Many modern computers have multiple processors or multiple cores (execution areas within a processor), so they can perform more than one task at the same time. Whether the computer gets a significant beneft from multiple cores depends on whether the tasks it is performing can be easily split into separate pieces—and whether the program was written to take advantage of multi-core hardware. Many programs are limited by disk drive speed. Disk drives spin at anywhere from 3,000 RPM to 15,000 RPM (speeds between 4,200 RPM and 7,200 RPM are most typical), so the time it takes to read and write data can vary dramatically.
Which of these factors is most important for your application depends on what that application does. If your program uses a local database heavily, disk speed will be a big factor. If the database is on a remote server, then the speed of the server and the network’s speed are probably bigger performance factors for your application than the speed of your local CPU.
To get an idea of how well the program will run ahead of time, focus on the system’s overall performance, running a wide variety of tests rather than looking just at clock speed. To look at one set of tests in the most recent versions of Microsoft Windows, open the computer’s Start menu, right-click the Computer entry, and select Properties to see the basic information display shown in Figure:
To get more detail, click the Windows Experience Index link to see the display shown in Figure below. This display shows performance scores for several different system features.

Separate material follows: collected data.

use std::io::Write;
use std::process::{Command, Output, Stdio};

fn kosinter() -> Command {
    Command::new(env!("CARGO_BIN_EXE_kosinter"))
}

fn with_stdin(args: &[&str], input: &[u8]) -> Output {
    kosinter()
        .args(args)
        .stdin(Stdio::piped())
        .stdout(Stdio::piped())
        .stderr(Stdio::piped())
        .spawn()
        .and_then(|mut child| {
            if let Some(ref mut stdin) = child.stdin {
                stdin.write_all(input).ok();
            }
            child.wait_with_output()
        })
        .expect("failed to execute")
}

#[test]
fn list_platforms_prints_registry() {
    let output = kosinter()
        .arg("--list-platforms")
        .output()
        .expect("failed to execute");
    assert_eq!(output.status.code(), Some(0));
    let stdout = String::from_utf8_lossy(&output.stdout);
    let lines: Vec<&str> = stdout.lines().collect();
    assert_eq!(lines.len(), 10, "stdout: {stdout}");
    assert!(lines[0].starts_with("instagram\tInstagram\t"), "stdout: {stdout}");
    assert!(
        lines
            .iter()
            .any(|l| *l == "github_gist\tGitHub Gist\thttps://gist.github.com/{username}"),
        "stdout: {stdout}"
    );
}

#[test]
fn unknown_platform_exits_with_code_2() {
    let output = kosinter()
        .args(["--platform", "github,myspace", "john_doe"])
        .output()
        .expect("failed to execute");
    assert_eq!(output.status.code(), Some(2));
    let stderr = String::from_utf8_lossy(&output.stderr);
    assert!(
        stderr.contains("unknown platform `myspace`"),
        "stderr: {stderr}"
    );
    assert!(stderr.contains("available platforms:"), "stderr: {stderr}");
}

#[test]
fn zero_timeout_is_rejected() {
    let output = kosinter()
        .args(["--timeout", "0", "john_doe"])
        .output()
        .expect("failed to execute");
    assert_eq!(output.status.code(), Some(2));
}

#[test]
fn blank_usernames_exit_with_code_2() {
    let output = kosinter()
        .args(["  ", ""])
        .output()
        .expect("failed to execute");
    assert_eq!(output.status.code(), Some(2));
    let stderr = String::from_utf8_lossy(&output.stderr);
    assert!(stderr.contains("no usernames provided"), "stderr: {stderr}");
}

#[test]
fn interactive_eof_exits_cleanly() {
    let output = with_stdin(&[], b"");
    assert_eq!(output.status.code(), Some(0));
    let stdout = String::from_utf8_lossy(&output.stdout);
    assert!(stdout.contains("Enter base username:"), "stdout: {stdout}");
    assert!(stdout.contains("Goodbye."), "stdout: {stdout}");
}

#[test]
fn interactive_empty_username_exits() {
    let output = with_stdin(&["--no-color"], b"\n");
    assert_eq!(output.status.code(), Some(0));
    let stdout = String::from_utf8_lossy(&output.stdout);
    assert!(
        stdout.contains("No username entered. Exiting."),
        "stdout: {stdout}"
    );
    assert!(!stdout.contains('\u{1b}'), "no ANSI codes: {stdout}");
}

#[test]
fn interactive_quit_word_skips_scanning() {
    let output = with_stdin(&[], b"quit\n");
    assert_eq!(output.status.code(), Some(0));
    let stdout = String::from_utf8_lossy(&output.stdout);
    assert!(!stdout.contains("OSINT RESULTS"), "stdout: {stdout}");
    assert!(stdout.contains("Goodbye."), "stdout: {stdout}");
}

#[test]
fn json_mode_skips_banner() {
    let output = with_stdin(&["--json"], b"");
    assert_eq!(output.status.code(), Some(0));
    let stdout = String::from_utf8_lossy(&output.stdout);
    assert!(!stdout.contains("KOSINTER"), "stdout: {stdout}");
}

#[test]
#[ignore = "requires network access"]
fn one_shot_scan_prints_every_variant() {
    let output = kosinter()
        .args(["--platform", "github,gitlab", "--no-color", "john_doe"])
        .output()
        .expect("failed to execute");
    let stdout = String::from_utf8_lossy(&output.stdout);
    for variant in ["john_doe", "johndoe", "john.doe", "john-doe"] {
        assert!(
            stdout.contains(&format!("--- Username variant: {variant} ---")),
            "stdout: {stdout}"
        );
    }
    let probes = stdout
        .lines()
        .filter(|l| l.starts_with("[+] ") || l.starts_with("[-] ") || l.starts_with("[!] "))
        .count();
    assert_eq!(probes, 8, "stdout: {stdout}");
}
//! Domain error types.
//!
//! Ranking, scheduling and the drawdown guard never fail; errors only arise at the
//! collaborator boundary (data, broker) and while loading configuration.

use chrono::NaiveDate;

/// Top-level error type for fundex.
#[derive(Debug, thiserror::Error)]
pub enum FundexError {
    #[error("config parse error in {file}: {reason}")]
    ConfigParse { file: String, reason: String },

    #[error("missing config key [{section}] {key}")]
    ConfigMissing { section: String, key: String },

    #[error("invalid config value [{section}] {key}: {reason}")]
    ConfigInvalid {
        section: String,
        key: String,
        reason: String,
    },

    #[error("data error: {reason}")]
    Data { reason: String },

    #[error("no universe snapshots between {start} and {end}")]
    NoData { start: NaiveDate, end: NaiveDate },

    #[error("no universe snapshot for {date}")]
    NoSnapshot { date: NaiveDate },

    #[error("no price for {symbol}")]
    NoPrice { symbol: String },

    #[error(transparent)]
    Io(#[from] std::io::Error),
}

impl FundexError {
    pub(crate) fn invalid(section: &str, key: &str, reason: impl Into<String>) -> Self {
        FundexError::ConfigInvalid {
            section: section.to_string(),
            key: key.to_string(),
            reason: reason.into(),
        }
    }

    pub(crate) fn data(reason: impl Into<String>) -> Self {
        FundexError::Data {
            reason: reason.into(),
        }
    }
}

impl From<&FundexError> for std::process::ExitCode {
    fn from(err: &FundexError) -> Self {
        let code: u8 = match err {
            FundexError::Io(_) => 1,
            FundexError::ConfigParse { .. }
            | FundexError::ConfigMissing { .. }
            | FundexError::ConfigInvalid { .. } => 2,
            FundexError::Data { .. } | FundexError::NoPrice { .. } => 3,
            FundexError::NoData { .. } | FundexError::NoSnapshot { .. } => 5,
        };
        std::process::ExitCode::from(code)
    }
}
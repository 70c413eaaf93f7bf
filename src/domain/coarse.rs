//! Coarse filter: liquidity-ranked first pass over the full universe.

use chrono::NaiveDate;

use super::instrument::InstrumentSummary;

pub const DEFAULT_NUM_COARSE: usize = 3000;
pub const DEFAULT_MIN_PRICE: f64 = 5.0;

/// Result of a coarse pass.
#[derive(Debug, Clone, PartialEq)]
pub enum CoarseSelection {
    /// Not yet time to rebalance; the current universe is left untouched.
    Unchanged,
    /// Symbols ordered by descending dollar volume, at most `num_coarse` long.
    Selected(Vec<String>),
}

#[derive(Debug, Clone, PartialEq)]
pub struct CoarseFilter {
    pub num_coarse: usize,
    pub min_price: f64,
}

impl Default for CoarseFilter {
    fn default() -> Self {
        CoarseFilter {
            num_coarse: DEFAULT_NUM_COARSE,
            min_price: DEFAULT_MIN_PRICE,
        }
    }
}

impl CoarseFilter {
    pub fn select(
        &self,
        now: NaiveDate,
        next_rebalance: NaiveDate,
        universe: &[InstrumentSummary],
    ) -> CoarseSelection {
        if now < next_rebalance {
            return CoarseSelection::Unchanged;
        }
        CoarseSelection::Selected(self.filter(universe))
    }

    /// Price/fundamental eligibility, then a stable sort by descending dollar volume.
    pub fn filter(&self, universe: &[InstrumentSummary]) -> Vec<String> {
        let mut eligible: Vec<&InstrumentSummary> = universe
            .iter()
            .filter(|i| i.has_fundamental_data && i.price.is_finite() && i.price > self.min_price)
            .filter(|i| i.dollar_volume.is_finite())
            .collect();

        eligible.sort_by(|a, b| b.dollar_volume.total_cmp(&a.dollar_volume));

        eligible
            .into_iter()
            .take(self.num_coarse)
            .map(|i| i.symbol.clone())
            .collect()
    }
}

By given figure, we can see that the graphics scores are the lowest, so this system may not give the best performance for high-end graphics programs, such as three-dimensional games. But the processor, RAM, and disk scores are higher, so this computer may be just fine for applications that are not graphics-intensive.The Windows Experience Index still doesn’t consider your program’s particular needs. For example, it doesn’t know what kinds of instructions your program will perform the most (such as integer calculations, foating-point calculations, string operations, and so on) and it doesn’t consider network bandwidth, but at least it provides a reasonably consistent value that can help you compare different systems.